Jesús, en este pasaje cura a un ciego de nacimiento, y pone al descubierto la importancia de la fe: por eso lo subraya y al curarlo le dice "tu fe te ha curado". Parecería que el milagro tiene una especial intencionalidad, que es destacar la importancia de la fe.

En la narración que nos hace el Evangelista San Marcos, se pone en contraste la ceguera de este hombre, con la intensidad de su fe. Por la ceguera él no podía ver las personas, no podía contemplar los árboles, ni la luz del sol; no podía ver el camino, sin ayuda de alguien podría tropezar. No tenía ese conocimiento de las realidades materiales que se nos hacen presentes por la vista corporal. En cambio tenía conocimiento de otras realidades superiores por la fe de su corazón: tenía la certeza de la presencia de Dios, supo distinguir a Jesucristo como el salvador de su extrema indigencia, sabía que una fuerza superior (la de Dios) podía incluso salvarle de su ceguera corporal. Le faltaba una vista, pero tenía otra vista la de la fe por la que “vemos” las realidades superiores. Muchos otros tenían vista, veían a Jesús de Nazareth y no creían en El, no lo aceptaban como Hijo de Dios; interiormente estaban ciegos, aunque lo conocieran de vista. En cambio este pobre ciego, por dentro veía esta realidad maravillosa de Jesús el Hijo de Dios.

Así podemos decir que hay también dos cegueras: la del que no tiene vista corporal, y la del que no tiene fe. Es curioso que nos afecte más la ceguera corporal, que la falta de fe. A pesar de que el que no tiene fe tiene una ceguera más lamentable, que la del que no tiene vista. Porque no tener fe significa no tener una respuesta a las interrogantes más importantes de la vida, es no poder apoyarse en la firmeza de Dios, es no tener un sentido profundo de la vida misma. Es una ceguera de mucho mayor importancia. Las preguntas más trascendentales del ser humano tienen una respuesta en la fe. Vivir la vida sin sentido, es la consecuencia de no vivir en la fe.

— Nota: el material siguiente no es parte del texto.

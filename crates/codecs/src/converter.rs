use thiserror::Error;
use zeroize::Zeroize;

/// Structured decode failure. Positions are zero-based character positions in
/// the caller's original input, whitespace included. The message for
/// `BadCharacter` and `OddLength` is stable; downstream consumers compare by
/// text.
#[derive(Debug, Error, Clone, PartialEq, Eq)]
pub enum InvalidEncoding {
    #[error("Invalid character '{character}' at position {position} in input.")]
    BadCharacter {
        character: char,
        position: usize,
        input: String,
    },
    #[error("Invalid input length {length} in \"{input}\"")]
    BadLength { length: usize, input: String },
    #[error("Non-zero trailing bits in \"{tail}\"")]
    TrailingBits { tail: String },
    #[error("Input data contains an odd number of characters \"{input}\"")]
    OddLength { input: String },
    #[error("Invalid base-85 group \"{context}\": {reason}")]
    Ascii85 {
        reason: Ascii85Reason,
        context: String,
    },
}

/// Why a base-85 group was rejected.
#[derive(Debug, Error, Clone, Copy, PartialEq, Eq)]
pub enum Ascii85Reason {
    #[error("group value exceeds 32 bits")]
    ValueOverflow,
    #[error("a single trailing character cannot carry a whole byte")]
    SingleCharacterTail,
}

/// Padding policy for the block codecs.
#[derive(Debug, Clone, Copy, PartialEq, Eq)]
pub(crate) enum Padding {
    /// Canonical encodings are padded out to a whole block.
    Required,
    /// Padding is accepted on decode but never produced.
    Optional,
    /// The padding character is not part of the variant at all.
    Forbidden,
}

/// Common contract of every codec: a stateless, thread-safe converter between
/// byte sequences and their text encoding.
///
/// The character-slice operations are primary; the `&str` wrappers are
/// conveniences that collect and then zero their intermediate buffers. For
/// every implementation, `decode(encode(b)) == b`, `encode(b)` is canonical
/// (`clean(encode(b)) == encode(b)`), and `clean` is idempotent.
pub trait Converter: Send + Sync {
    /// Encodes `data` into the codec's canonical character form.
    fn encode_chars(&self, data: &[u8]) -> Vec<char>;

    /// Decodes `text`, tolerating whitespace and (where the variant allows
    /// it) trailing padding. Empty input after stripping yields empty output.
    fn decode_chars(&self, text: &[char]) -> Result<Vec<u8>, InvalidEncoding>;

    /// Drops characters that are not part of the alphabet, folds case and
    /// substitutes where the variant specifies, and normalises the trailing
    /// block so that a subsequent decode succeeds. Idempotent, and the
    /// identity on canonical encodings.
    fn clean_chars(&self, text: &[char]) -> Vec<char>;

    fn encode(&self, data: &[u8]) -> String {
        let mut chars = self.encode_chars(data);
        let encoded = chars.iter().collect();
        chars.zeroize();
        encoded
    }

    fn decode(&self, text: &str) -> Result<Vec<u8>, InvalidEncoding> {
        let mut chars: Vec<char> = text.chars().collect();
        let decoded = self.decode_chars(&chars);
        chars.zeroize();
        decoded
    }

    fn clean(&self, text: &str) -> String {
        let mut chars: Vec<char> = text.chars().collect();
        let mut cleaned = self.clean_chars(&chars);
        let out = cleaned.iter().collect();
        cleaned.zeroize();
        chars.zeroize();
        out
    }
}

Podríamos preguntarnos ¿qué cosas no ve el que no tienen fe? Ya que la calificamos de ceguera es necesario plantearse esta pregunta. Hay dos realidades, en las cuales vive el hombre: la realidad natural y la realidad sobrenatural. Dos realidades, no una realidad y un mito, o una fantasía. Las dos son realidades; y puestos a comparar, la realidad sobrenatural podríamos decir que es más real; por que, si no, veamos ¿qué hay más real y más existente que Dios, del cual deriva toda existencia y toda realidad? Eso el no creyente no lo ve: y es algo tan importante.

A veces hay personas que no ven el sentido de la vida, por qué he nacido, cuál es el término de esta vida. Ciegos, porque solo ven los hechos y los dolores, los sufrimientos; ven la superficie de estos hechos, pero no los ponen en el contexto del plan de Dios sobre sus vidas. Así a veces se pierde el sentido de la vida misma, y estos ciegos se llegan a preguntar ¿para qué vivo? ¿para que nací? De esa ceguera nos cura la fe; que, además nos alivia de la tristeza de una vida sin sentido.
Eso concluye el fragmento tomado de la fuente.